Wherever a line in the records below contains "GenerateTitlesResponse", copy that line.

Dataset items:
__________________________________________________

//! HTTP surface: video lookup, title generation and the single-page UI.

use std::future::Future;
use std::net::SocketAddr;
use std::sync::Arc;
use std::time::Instant;

use axum::extract::rejection::JsonRejection;
use axum::extract::{Path, Query, Request, State};
use axum::http::StatusCode;
use axum::middleware::{self, Next};
use axum::response::{Html, IntoResponse, Response};
use axum::routing::{get, post};
use axum::{Json, Router};
use log::{error, info};
use serde::{Deserialize, Serialize};
use tower_http::cors::CorsLayer;

use crate::config::{Config, Credentials};
use crate::llm::{AnthropicCompleter, Completer, GroqCompleter, Provider};
use crate::titles::generate_variations;
use crate::youtube::YouTubeClient;
use crate::{Error, VideoSummary, extract_video_id};

const INDEX_HTML: &str = include_str!("../assets/index.html");

/// Shared, immutable per-process state
#[derive(Clone)]
pub struct AppState {
    pub catalog: YouTubeClient,
    pub youtube_api_key: Option<String>,
    pub provider: Provider,
    /// `None` when the selected provider has no credential configured
    pub completer: Option<Arc<dyn Completer>>,
    pub max_tokens: u32,
}

impl AppState {
    pub fn new(client: reqwest::Client, config: &Config, credentials: &Credentials, provider: Provider) -> Self {
        let completer = build_completer(client.clone(), config, credentials, provider);
        Self {
            catalog: YouTubeClient::new(client),
            youtube_api_key: credentials.youtube_api_key.clone(),
            provider,
            completer,
            max_tokens: config.max_tokens(),
        }
    }
}

fn build_completer(
    client: reqwest::Client,
    config: &Config,
    credentials: &Credentials,
    provider: Provider,
) -> Option<Arc<dyn Completer>> {
    let api_key = credentials.for_provider(provider)?;
    let model = config.model_for(provider);
    info!("Title generation backend: {provider} ({model})");

    let completer: Arc<dyn Completer> = match provider {
        Provider::Anthropic => Arc::new(AnthropicCompleter::new(client, api_key, model)),
        Provider::Groq => Arc::new(GroqCompleter::new(client, api_key, model)),
    };
    Some(completer)
}

/// Error wrapper rendered as `{ "error": ... }`
#[derive(Debug)]
pub struct ApiError(Error);

impl From<Error> for ApiError {
    fn from(err: Error) -> Self {
        Self(err)
    }
}

impl ApiError {
    fn status_code(&self) -> StatusCode {
        match self.0 {
            Error::Validation(_) => StatusCode::BAD_REQUEST,
            // not-found and upstream failures share 500
            Error::Configuration(_) | Error::NotFound(_) | Error::Provider { .. } | Error::Server(_) => {
                StatusCode::INTERNAL_SERVER_ERROR
            }
        }
    }
}

#[derive(Debug, Serialize, Deserialize)]
pub struct ErrorBody {
    pub error: String,
}

impl IntoResponse for ApiError {
    fn into_response(self) -> Response {
        let body = ErrorBody {
            error: self.0.to_string(),
        };
        (self.status_code(), Json(body)).into_response()
    }
}

#[derive(Debug, Default, Deserialize)]
#[serde(rename_all = "camelCase")]
pub struct VideoInfoQuery {
    pub video_id: Option<String>,
    /// A pasted link; the id is extracted server-side
    pub url: Option<String>,
}

#[derive(Debug, Serialize, Deserialize)]
pub struct GenerateTitlesRequest {
    #[serde(default)]
    pub title: Option<String>,
}

#[derive(Debug, Serialize, Deserialize)]
pub struct GenerateTitlesResponse {
    pub variations: Vec<String>,
}

/// Create the API router.
pub fn create_router(state: AppState) -> Router {
    Router::new()
        .route("/", get(index))
        .route("/health", get(health))
        .route("/api/video-info", get(video_info_by_query).fallback(method_not_allowed))
        .route("/api/video-info/", get(video_info_by_query).fallback(method_not_allowed))
        .route("/api/video-info/:video_id", get(video_info_by_path).fallback(method_not_allowed))
        .route("/api/generate-titles", post(generate_titles).fallback(method_not_allowed))
        .fallback(not_found)
        .layer(middleware::from_fn(log_requests))
        .layer(CorsLayer::permissive())
        .with_state(state)
}

/// Bind and serve until Ctrl-C
pub async fn serve(addr: SocketAddr, state: AppState) -> std::io::Result<()> {
    let listener = tokio::net::TcpListener::bind(addr).await?;
    info!("Server running on http://{}", listener.local_addr()?);

    axum::serve(listener, create_router(state))
        .with_graceful_shutdown(shutdown_on(tokio::signal::ctrl_c()))
        .await
}

/// Resolve when `signal` fires; never resolve if it could not be installed
async fn shutdown_on<F>(signal: F)
where
    F: Future<Output = std::io::Result<()>>,
{
    match signal.await {
        Ok(()) => info!("Shutting down"),
        Err(e) => {
            error!("Unable to listen for shutdown signal, running until killed: {e}");
            std::future::pending::<()>().await;
        }
    }
}

async fn log_requests(req: Request, next: Next) -> Response {
    let method = req.method().clone();
    let path = req.uri().path().to_string();
    let start = Instant::now();

    let response = next.run(req).await;

    info!(
        "{method} {path} -> {} in {:?}",
        response.status().as_u16(),
        start.elapsed()
    );
    response
}

fn error_body(status: StatusCode, message: &str) -> (StatusCode, Json<ErrorBody>) {
    (
        status,
        Json(ErrorBody {
            error: message.to_string(),
        }),
    )
}

async fn method_not_allowed() -> (StatusCode, Json<ErrorBody>) {
    error_body(StatusCode::METHOD_NOT_ALLOWED, "Method not allowed")
}

async fn not_found() -> (StatusCode, Json<ErrorBody>) {
    error_body(StatusCode::NOT_FOUND, "Not found")
}

async fn index() -> Html<&'static str> {
    Html(INDEX_HTML)
}

async fn health(State(state): State<AppState>) -> Json<serde_json::Value> {
    Json(serde_json::json!({
        "status": "healthy",
        "version": env!("CARGO_PKG_VERSION"),
        "provider": state.provider,
    }))
}

async fn video_info_by_path(
    State(state): State<AppState>,
    Path(video_id): Path<String>,
) -> Result<Json<VideoSummary>, ApiError> {
    lookup_video(&state, Some(video_id)).await
}

async fn video_info_by_query(
    State(state): State<AppState>,
    Query(query): Query<VideoInfoQuery>,
) -> Result<Json<VideoSummary>, ApiError> {
    let video_id = match (non_blank(query.video_id), non_blank(query.url)) {
        (Some(id), _) => Some(id),
        (None, Some(url)) => Some(
            extract_video_id(&url)
                .ok_or_else(|| Error::validation("Invalid YouTube URL. Please check and try again."))?,
        ),
        (None, None) => None,
    };
    lookup_video(&state, video_id).await
}

async fn lookup_video(state: &AppState, video_id: Option<String>) -> Result<Json<VideoSummary>, ApiError> {
    let video_id = non_blank(video_id).ok_or_else(|| Error::validation("Video ID is required"))?;
    let api_key = state
        .youtube_api_key
        .as_deref()
        .ok_or_else(|| Error::Configuration("YouTube".to_string()))?;

    match state.catalog.fetch_video_summary(&video_id, api_key).await {
        Ok(summary) => Ok(Json(summary)),
        Err(e) => {
            error!("Error fetching video info for {video_id}: {e}");
            Err(e.into())
        }
    }
}

async fn generate_titles(
    State(state): State<AppState>,
    payload: Result<Json<GenerateTitlesRequest>, JsonRejection>,
) -> Result<Json<GenerateTitlesResponse>, ApiError> {
    let Json(request) =
        payload.map_err(|rejection| Error::validation(format!("Invalid request body: {}", rejection.body_text())))?;

    let title = request
        .title
        .filter(|t| !t.trim().is_empty())
        .ok_or_else(|| Error::validation("Title is required"))?;

    let completer = state
        .completer
        .as_deref()
        .ok_or_else(|| Error::Configuration(state.provider.service_name().to_string()))?;

    match generate_variations(completer, &title, state.max_tokens).await {
        Ok(variations) => Ok(Json(GenerateTitlesResponse { variations })),
        Err(e) => {
            error!("Error generating titles: {e}");
            Err(e.into())
        }
    }
}

fn non_blank(value: Option<String>) -> Option<String> {
    value.map(|v| v.trim().to_string()).filter(|v| !v.is_empty())
}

__________________________________________________

Answer to the problem:
pub struct GenerateTitlesResponse {
) -> Result<Json<GenerateTitlesResponse>, ApiError> {
        Ok(variations) => Ok(Json(GenerateTitlesResponse { variations })),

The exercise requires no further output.